Una cosa quedó clara: después de varios días de bostezo general, ayer nadie se aburrió.      

     

 

8 Resultados

  1. Angel dice:

    pero hombre!!!!q clase de cronica es esa??? o sea q Rafaelillo estuvo por debajo del toro?, pero que dice usted???. Ah quizas lo que quiere es hacerse el singular y escribir lo contrario que todos los demas!!! si yo fuera su jefe!!4 millones y un parado mas usted!!!!!

  2. Jose A. Ramírez dice:

    Y en todos sitios diciendo que le robaron la puerta grande…Todo mi respeto para Rafaelillo como torero, pero ayer no estuvo a la altura de un lote de 3 orejas. Era un lote para torear y no para defenderse metiendo trallazos, pico y pasándose el toro a 2 metros. Una pena, contenta tiene que estar Doña Dolores, el murciano no vuelve a tentar en “Dehesa de Frías”.

  3. urbano montero galan dice:

    Si Señor, por fin un digno heredero del añorado Joaquin Vidal, solamente faltaba que escribas articulos de costumbre y un poquitin más de ácidez gramátical

  4. Jose Antonio dice:

    Creo que Rafaelillo ha estado fabuloso por encima de sus dos toros.El presidente ha estado injusto con él, al negarle la puerta grande que habia ganado por méritos.Y con criticos como ustedes que estan hundiendo la fiesta creo que de verdad es imposible cortar un rabo en Madrid o otra plaza de primera.Ánimo a la fiesta de los toros.
    Jose Antonio

  5. Mosquete dice:

    No, si ahora va a resultar que Rafaelillo tuvo ayer dos borregos de salón que se le fueron sin torear.

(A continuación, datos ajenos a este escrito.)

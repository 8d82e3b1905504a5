pub(super) fn default_alias_folder() -> String {
    "LATEST".to_string()
}

pub(super) fn default_pattern() -> String {
    "[organisation]/[module]/[revision]/[artifact]".to_string()
}

pub(super) fn default_temp_prefix() -> String {
    "revpubtemp".to_string()
}
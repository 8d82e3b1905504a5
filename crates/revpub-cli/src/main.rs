mod cli;
mod cmd;
mod config_gen;
mod dispatch;
mod format;
mod table;

use clap::Parser;

use revpub_core::config;

use cli::{Cli, Commands};
use config_gen::run_config_generate;
use dispatch::dispatch_command;

fn main() {
    let cli = Cli::parse();

    let filter = match cli.verbose {
        0 => "warn",
        1 => "info",
        2 => "debug",
        _ => "trace",
    };
    tracing_subscriber::fmt()
        .with_env_filter(filter)
        .with_target(false)
        .with_writer(std::io::stderr)
        .init();

    if !cli.command.needs_config() {
        let result = match &cli.command {
            Commands::Config { dest } => run_config_generate(dest.as_deref()),
            Commands::Init { path } => cmd::init::run_init(path),
            _ => Ok(()),
        };
        if let Err(e) = result {
            eprintln!("Error: {e}");
            std::process::exit(1);
        }
        return;
    }

    let source = match config::resolve_config_path(cli.config.as_deref()) {
        Some(s) => s,
        None => {
            eprintln!("Error: no configuration file found.");
            eprintln!("Searched: --config, ${}, ./revpub.yaml", config::CONFIG_ENV_VAR);
            eprintln!();
            eprintln!("Run `revpub config` to generate a starter config file.");
            std::process::exit(1);
        }
    };

    tracing::info!("Using config: {source}");

    let cfg = match config::load_config(source.path()) {
        Ok(c) => c,
        Err(e) => {
            eprintln!("Error: {e}");
            std::process::exit(1);
        }
    };

    if let Err(e) = dispatch_command(&cli.command, &cfg) {
        eprintln!("Error: {e}");
        std::process::exit(1);
    }
}
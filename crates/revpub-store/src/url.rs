use std::fmt;
use std::path::PathBuf;

use revpub_types::error::{Result, RevpubError};
use revpub_types::path;

/// `scheme://host/path` locator for a store or a path inside one.
///
/// The path is kept normalized (no leading or trailing `/`).
#[derive(Clone, Debug, PartialEq, Eq, Hash)]
pub struct StoreUrl {
    pub scheme: String,
    pub host: String,
    pub path: String,
}

impl StoreUrl {
    pub fn parse(url: &str) -> Result<Self> {
        let (scheme, rest) = url
            .split_once("://")
            .ok_or_else(|| RevpubError::Config(format!("invalid store URL '{url}'")))?;
        if scheme.is_empty() {
            return Err(RevpubError::Config(format!(
                "invalid store URL '{url}': missing scheme"
            )));
        }
        let (host, path) = rest.split_once('/').unwrap_or((rest, ""));
        Ok(Self {
            scheme: scheme.to_ascii_lowercase(),
            host: host.to_string(),
            path: path::normalize_dir(path)?,
        })
    }

    /// Key shared by every URL reachable through one connection.
    pub fn connection_key(&self) -> String {
        format!("{}:{}", self.scheme, self.host)
    }

    pub fn join(&self, relative: &str) -> Result<Self> {
        let relative = path::normalize_dir(relative)?;
        let mut out = self.clone();
        if !relative.is_empty() {
            out.path = path::join(&self.path, &relative);
        }
        Ok(out)
    }

    /// Path of `self` relative to `root`, or `None` when `self` is not
    /// under `root`.
    pub fn relative_to(&self, root: &StoreUrl) -> Option<String> {
        if self.scheme != root.scheme || self.host != root.host {
            return None;
        }
        if !path::is_ancestor_or_self(&root.path, &self.path) {
            return None;
        }
        let rest = &self.path[root.path.len()..];
        Some(rest.trim_start_matches('/').to_string())
    }

    /// Local filesystem path for `file://` URLs.
    pub fn to_file_path(&self) -> PathBuf {
        PathBuf::from(format!("/{}", self.path))
    }
}

impl fmt::Display for StoreUrl {
    fn fmt(&self, f: &mut fmt::Formatter<'_>) -> fmt::Result {
        write!(f, "{}://{}", self.scheme, self.host)?;
        if !self.path.is_empty() {
            write!(f, "/{}", self.path)?;
        } else if self.host.is_empty() {
            f.write_str("/")?;
        }
        Ok(())
    }
}
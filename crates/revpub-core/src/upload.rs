use std::borrow::Cow;
use std::path::{Path, PathBuf};

use tracing::debug;

use revpub_types::error::{Result, RevpubError};
use revpub_types::path;

/// Where an upload's bytes come from.
#[derive(Debug, Clone)]
pub enum UploadSource {
    Bytes(Vec<u8>),
    File(PathBuf),
}

/// Decides which source files may disappear before commit and therefore
/// must be read when the upload is scheduled.
#[derive(Debug, Clone)]
pub struct EphemeralPolicy {
    pub temp_dir: PathBuf,
    pub prefix: String,
}

impl EphemeralPolicy {
    pub fn new(prefix: impl Into<String>) -> Self {
        Self {
            temp_dir: std::env::temp_dir(),
            prefix: prefix.into(),
        }
    }

    pub fn is_ephemeral(&self, file: &Path) -> bool {
        let named_temp = file
            .file_name()
            .and_then(|n| n.to_str())
            .is_some_and(|n| !self.prefix.is_empty() && n.starts_with(&self.prefix));
        named_temp || file.starts_with(&self.temp_dir)
    }
}

/// One file destined for the store.
#[derive(Debug, Clone)]
pub struct PendingUpload {
    source: UploadSource,
    folder: String,
    file_name: String,
    overwrite: bool,
}

impl PendingUpload {
    /// `destination` is a root-relative file path; a trailing separator
    /// is rejected.
    pub fn new(
        source: UploadSource,
        destination: &str,
        overwrite: bool,
        policy: &EphemeralPolicy,
    ) -> Result<Self> {
        let (folder, file_name) = path::split_file(destination)?;
        let source = match source {
            UploadSource::File(file) if policy.is_ephemeral(&file) => {
                debug!(file = %file.display(), "loading ephemeral source eagerly");
                UploadSource::Bytes(read_source(&file)?)
            }
            other => other,
        };
        Ok(Self {
            source,
            folder,
            file_name,
            overwrite,
        })
    }

    pub fn from_bytes(data: impl Into<Vec<u8>>, destination: &str, overwrite: bool) -> Result<Self> {
        let (folder, file_name) = path::split_file(destination)?;
        Ok(Self {
            source: UploadSource::Bytes(data.into()),
            folder,
            file_name,
            overwrite,
        })
    }

    pub fn folder(&self) -> &str {
        &self.folder
    }

    pub fn file_name(&self) -> &str {
        &self.file_name
    }

    pub fn overwrite(&self) -> bool {
        self.overwrite
    }

    pub fn destination(&self) -> String {
        path::join(&self.folder, &self.file_name)
    }

    #[cfg(test)]
    pub(crate) fn is_loaded(&self) -> bool {
        matches!(self.source, UploadSource::Bytes(_))
    }

    /// Content to upload. Lazy file sources are read on each call.
    pub fn data(&self) -> Result<Cow<'_, [u8]>> {
        match &self.source {
            UploadSource::Bytes(data) => Ok(Cow::Borrowed(data)),
            UploadSource::File(file) => Ok(Cow::Owned(read_source(file)?)),
        }
    }
}

fn read_source(file: &Path) -> Result<Vec<u8>> {
    std::fs::read(file).map_err(|e| {
        RevpubError::Io(std::io::Error::new(
            e.kind(),
            format!("cannot read upload source '{}': {e}", file.display()),
        ))
    })
}

/// A scheduled upload with the folder and overwrite flag actually used
/// for the commit. In alias mode these differ from the upload's own
/// permanent folder and requested flag.
#[derive(Debug, Clone)]
pub struct StagedUpload {
    pub upload: PendingUpload,
    pub folder: String,
    pub overwrite: bool,
}

impl StagedUpload {
    pub fn direct(upload: PendingUpload) -> Self {
        Self {
            folder: upload.folder.clone(),
            overwrite: upload.overwrite,
            upload,
        }
    }

    pub fn destination(&self) -> String {
        path::join(&self.folder, &self.upload.file_name)
    }
}
use serde::Deserialize;

use revpub_types::error::{Result, RevpubError};

use super::defaults::*;

/// Where the artifacts live and how reads are pinned.
#[derive(Debug, Clone, PartialEq, Eq, Deserialize)]
#[serde(deny_unknown_fields)]
pub struct RepositoryConfig {
    /// Store URL: `file:///abs/path` or `mem://<name>[/path]`.
    pub url: String,
    /// Recorded as the author of publish commits.
    #[serde(default)]
    pub username: Option<String>,
    /// Pins `get`/`list`/`info` to a revision instead of the head.
    #[serde(default)]
    pub retrieve_revision: Option<u64>,
}

#[derive(Debug, Clone, PartialEq, Eq, Deserialize)]
#[serde(deny_unknown_fields)]
pub struct PublishConfig {
    /// Also publish every batch to an alias folder (e.g. `LATEST`).
    #[serde(default)]
    pub alias: bool,
    #[serde(default = "default_alias_folder")]
    pub alias_folder: String,
    /// Remove entries left over from earlier publishes to the same folder.
    #[serde(default)]
    pub cleanup_publish_folder: bool,
    #[serde(default = "default_pattern")]
    pub pattern: String,
    /// Source files whose name starts with this prefix are read when
    /// scheduled rather than at commit.
    #[serde(default = "default_temp_prefix")]
    pub temp_prefix: String,
}

impl Default for PublishConfig {
    fn default() -> Self {
        Self {
            alias: false,
            alias_folder: default_alias_folder(),
            cleanup_publish_folder: false,
            pattern: default_pattern(),
            temp_prefix: default_temp_prefix(),
        }
    }
}

impl PublishConfig {
    pub fn validate(&self) -> Result<()> {
        if self.alias && !self.cleanup_publish_folder {
            return Err(RevpubError::Config(
                "publish.alias requires publish.cleanup_publish_folder: true".into(),
            ));
        }
        if self.alias_folder.is_empty() {
            return Err(RevpubError::Config(
                "publish.alias_folder must not be empty".into(),
            ));
        }
        if self.alias_folder.contains('/') {
            return Err(RevpubError::Config(format!(
                "publish.alias_folder must be a single folder name, got '{}'",
                self.alias_folder
            )));
        }
        if self.pattern.is_empty() {
            return Err(RevpubError::Config("publish.pattern must not be empty".into()));
        }
        Ok(())
    }

    /// Alias folder name when alias mode is on.
    pub fn alias_folder(&self) -> Option<&str> {
        self.alias.then_some(self.alias_folder.as_str())
    }
}

#[derive(Debug, Clone, PartialEq, Eq, Deserialize)]
#[serde(deny_unknown_fields)]
pub struct RevpubConfig {
    pub repository: RepositoryConfig,
    #[serde(default)]
    pub publish: PublishConfig,
}

impl RevpubConfig {
    pub fn validate(&self) -> Result<()> {
        if self.repository.url.is_empty() {
            return Err(RevpubError::Config("repository.url must not be empty".into()));
        }
        self.publish.validate()
    }
}
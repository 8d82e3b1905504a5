mod defaults;
mod resolve;
mod types;

pub use self::resolve::{
    load_config, minimal_config_template, parse_config, resolve_config_path, ConfigSource,
    CONFIG_ENV_VAR,
};
pub use self::types::*;
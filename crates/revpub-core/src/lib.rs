pub mod alias;
pub mod config;
pub mod connection_cache;
pub mod cursor;
pub mod dao;
pub mod path_tree;
pub mod pattern;
pub mod repository;
pub mod transaction;
pub mod upload;

pub use revpub_types::error;

pub use connection_cache::ConnectionCache;
pub use repository::{ArtifactRepository, Resource};
pub use transaction::{PublishOutcome, PublishTransaction, Scheduled};
pub use upload::{EphemeralPolicy, PendingUpload, UploadSource};

#[cfg(test)]
mod testutil;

    Rafaelillo toreó con los defectos del toreo de hoy (a veces por las afueras, a veces pico…), pero con virtudes que también hoy escasean: decisión, arrojo, torería y valor de verdad (los hay que tener bien puestos para torear al natural con el vendaval que soplaba en su primero). Incluso con arte en algunos momentos.

    Es que, estimado Domingo, Rafaelillo se enfrentó a dos TOROS y no a dos borregos de bandera como los que don Julián López Escobar suele torear. Si El Juli quiere el mismo respeto, ya sabe: que el año que viene se apunte a la de Dolores Aguirre.

    Un saludo.

  6. Aquilino Sánchez Nodal dice:

    Amigos, la corrida del domingo, día 9 no dejó espacios para el aburrimiento. La verdad es que, en la plaza de toros de Madrid, hace unos años no se concedía una oreja si se pinchaba antes de la estocada, incluso, muchos años atrás, si se recibía un aviso. Los tiempos cambian que es una barbaridad. Tanto cambian que, en un programa matinal en Telemadrid, Rafaelillo se presentó con aspecto de marinero feliz. Los toreros se distinguen por cuidar su apariencia dentro y fuera de los ruedos. Señor Rafaelillo cuide su aspecto. No se si usted es el culpable, seguro que si, pero su apoderado debería corregir su indumentaria cuando no es acorde con la proyección, que se quiere dar de usted, ante los espectadores. Ese petardo no lo da Julián López, ni otra figura, ni el 90% del escalafón. Cuidadin con las formas.

  7. Juan Rubio Barceló dice:

    Señores: Hay libertad, pero no hay que pasarse, la democracia es mayoría y si también se emociona y se divierte, ¡¡ viva la fiesta taurina !! -Aunque hayan decisiones escritas contrarias a la realidad. Todo el mundo no puede saber igual, pero todos caben esta tan bella fiesta. Saludos de un viejo aficionado, “Jurubar”.-

  8. juan dice:

    Pero por qué se empecina en confundir a los demás? acaso no estuvo en la plaza?… todo lo que dice es mentira, perdón, pero así es!